Pertengahan Ramadhan, tahun 2003.
Hari itu rasanya kelabu. Hari Sabtu, dan harus masuk kerja. Bangun tidur rasanya berat, dan langkah pertama untuk bangkit meninggalkan rumah di hari (yang semestinya) libur adalah langkah yang paling berat : mengumpulkan kekuatan untuk berpaling meninggalkan kenyamanan kamar, keinginan untuk istirahat, tontonan TV dan buku bacaan yang belum tersentuh, obrolan akhir pekan, senda gurau bersama orang-orang terdekat, dan keinginan untuk buka puasa bareng-bareng.
Aku menarik nafas panjang dan berhasil mulai melangkah, teringat bahwa aku punya janji untuk ditepati.
Sepanjang perjalanan yang dua jam itu, pikiranku dipenuhi oleh berbagai keinginan dan angan-angan yang intinya adalah, “Oh, seandainya hari ini aku libur…”
Untungnya, konsentrasi pada pekerjaan berhasil membuatku lupa sehingga tidak merasa begitu merana.
Tapi di perjalanan pulang, rasa merana itu kembali.
Sudah jam tujuh malam, di hari Sabtu, di bulan Ramadhan, dan aku masih di jalan... Rasanya ingin menangis…. Duuuh, harusnya aku buka puasa bareng di rumah. Duuuh enaknya orang-orang pada tarawih di masjid. Duuuh, gimana nasib tadarusku? Duuuh, seharusnya tadi seharian bisa bercanda ama ponakan2 cilik itu. Duuuh, seharusnya aku hari ini bisa ikut masak. Duuuh, apa yang sedang kulakukan di sini? Ngapain sih aku, kok mau-maunya…. Duuuh, capek…. Aku hanya bisa merapatkan jaket, meski rasanya tak bisa menghangatkan hati.
Masuk ke rumah, aku mendapati seisi rumah sedang tarawih berjamaah diimami Eyang/Pakde Jamal, yang rupanya baru datang dari Semarang. Kedatanganku tepat saat salam terakhir. Hatiku tambah merana.

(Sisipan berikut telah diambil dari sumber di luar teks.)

// ============================================
// SGD trainer for biased matrix factorization
// ============================================
//
// For every observation (u, i, r), in stored order, each epoch:
//   pred = mu + bu[u] + bi[i] + p[u]·q[i]
//   err  = r - pred
//   bu[u] += lr * (err - reg * bu[u])
//   bi[i] += lr * (err - reg * bi[i])
//   p[u]  += lr * (err * q[i] - reg * p[u])
//   q[i]  += lr * (err * p[u] - reg * q[i])
//
// Vector updates read the pre-update p[u] and q[i].

use super::FitParams;
use ndarray::{Array1, Array2, Zip};
use rand::rngs::StdRng;
use rand::{Rng, SeedableRng};
use tracing::debug;

/// Observation with user and item already mapped to matrix rows
pub(super) type IndexedRating = (usize, usize, f64);

pub(super) struct TrainedFactors {
    pub user_bias: Array1<f64>,
    pub item_bias: Array1<f64>,
    pub user_factors: Array2<f64>,
    pub item_factors: Array2<f64>,
    /// RMSE accumulated during the last epoch (0 when no epoch ran)
    pub training_rmse: f64,
}

pub(super) fn train(
    ratings: &[IndexedRating],
    n_users: usize,
    n_items: usize,
    global_bias: f64,
    params: &FitParams,
) -> TrainedFactors {
    let k = params.factors;
    let lr = params.learning_rate;
    let reg = params.regularization;
    let init = params.init_range;

    let mut rng = StdRng::seed_from_u64(params.seed);
    let mut user_factors =
        Array2::from_shape_simple_fn((n_users, k), || rng.gen_range(-init..=init));
    let mut item_factors =
        Array2::from_shape_simple_fn((n_items, k), || rng.gen_range(-init..=init));
    let mut user_bias = Array1::<f64>::zeros(n_users);
    let mut item_bias = Array1::<f64>::zeros(n_items);

    let mut training_rmse = 0.0;

    for epoch in 0..params.epochs {
        let mut squared_error = 0.0;

        for &(u, i, rating) in ratings {
            let dot = user_factors.row(u).dot(&item_factors.row(i));
            let predicted = global_bias + user_bias[u] + item_bias[i] + dot;
            let err = rating - predicted;
            squared_error += err * err;

            if params.biased {
                user_bias[u] += lr * (err - reg * user_bias[u]);
                item_bias[i] += lr * (err - reg * item_bias[i]);
            }

            Zip::from(user_factors.row_mut(u))
                .and(item_factors.row_mut(i))
                .for_each(|p, q| {
                    let (p_old, q_old) = (*p, *q);
                    *p += lr * (err * q_old - reg * p_old);
                    *q += lr * (err * p_old - reg * q_old);
                });
        }

        training_rmse = (squared_error / ratings.len() as f64).sqrt();
        debug!(
            epoch = epoch + 1,
            rmse = training_rmse,
            "SGD epoch completed"
        );
    }

    TrainedFactors {
        user_bias,
        item_bias,
        user_factors,
        item_factors,
        training_rmse,
    }
}

#[cfg(test)]
mod tests {
    use super::*;
    use crate::services::factorization::MAX_INIT_RANGE;

    #[test]
    fn test_init_is_seeded() {
        let params = FitParams::default().with_factors(4).with_epochs(0);
        let a = train(&[(0, 0, 3.0)], 1, 1, 3.0, &params);
        let b = train(&[(0, 0, 3.0)], 1, 1, 3.0, &params);

        assert_eq!(a.user_factors, b.user_factors);
        assert_eq!(a.item_factors, b.item_factors);
        assert!(a.user_factors.iter().all(|v| v.abs() <= 0.1));
        assert_eq!(a.training_rmse, 0.0);
    }

    #[test]
    fn test_init_at_max_range() {
        let params = FitParams {
            init_range: MAX_INIT_RANGE,
            ..FitParams::default().with_factors(3).with_epochs(0)
        };
        let trained = train(&[(0, 0, 3.0)], 2, 2, 3.0, &params);

        assert!(trained.user_factors.iter().all(|v| v.abs() <= MAX_INIT_RANGE));
        assert!(trained.item_factors.iter().all(|v| v.abs() <= MAX_INIT_RANGE));
    }

    #[test]
    fn test_unbiased_keeps_bias_zero() {
        let params = FitParams::default()
            .with_factors(3)
            .with_epochs(10)
            .with_biased(false);
        let trained = train(&[(0, 0, 5.0), (1, 0, 1.0)], 2, 1, 3.0, &params);

        assert!(trained.user_bias.iter().all(|b| *b == 0.0));
        assert!(trained.item_bias.iter().all(|b| *b == 0.0));
    }

    #[test]
    fn test_biases_move_toward_residual() {
        let params = FitParams::default().with_factors(2).with_epochs(50);
        // user 0 rates above the global mean, user 1 below
        let trained = train(&[(0, 0, 5.0), (1, 0, 1.0)], 2, 1, 3.0, &params);

        assert!(trained.user_bias[0] > 0.0);
        assert!(trained.user_bias[1] < 0.0);
    }

    #[test]
    fn test_rmse_decreases() {
        let ratings = [
            (0, 0, 5.0),
            (0, 1, 4.0),
            (1, 0, 4.0),
            (1, 2, 5.0),
            (2, 1, 3.0),
            (2, 2, 4.0),
        ];
        let params = FitParams::default().with_factors(2).with_learning_rate(0.01);

        let short = train(&ratings, 3, 3, 25.0 / 6.0, &params.clone().with_epochs(2));
        let long = train(&ratings, 3, 3, 25.0 / 6.0, &params.with_epochs(200));

        assert!(long.training_rmse < short.training_rmse);
    }
}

Tapi Pakde Jamal menyambutku dengan kata-kata, “Wah pulang kerja jam segini tuh berapa banyak pahalanya… banyak sekali, tiap langkah dihitung….”
Masya Allah…
Aku terpaku, terpana, tertohok, dan cuma bisa istighfar… Ya Allah, mohon ampun, …rasanya malu sekali mendengar kata-kata Pakde, mengingat apa yang kupikirkan dan kurasakan sepanjang hari….
Tapi seperti bias membaca pikiranku, Pakde melanjutkan, “Yang penting kalau kita kerja itu ikhlas… Jadi tak ada keluh kesah.”
Oh, kalimat yang indah…. Hanya bagaimana menjaga hati supaya ikhlas… ah, satu kata yang berat sekali…
Karena kadang ketika lupa, niat suka berubah dan kita mulai mengeluhkan keadaan….
(Ramadhan, 1424 H)
Mudah-mudahan tahun depan kita semua masih dapat bertemu Ramadhan. Amien :)
Selamat Hari Raya Idul Fitri 1426 H,
Mudah-Mudahan Allah menerima ibadahku dan ibadahmu.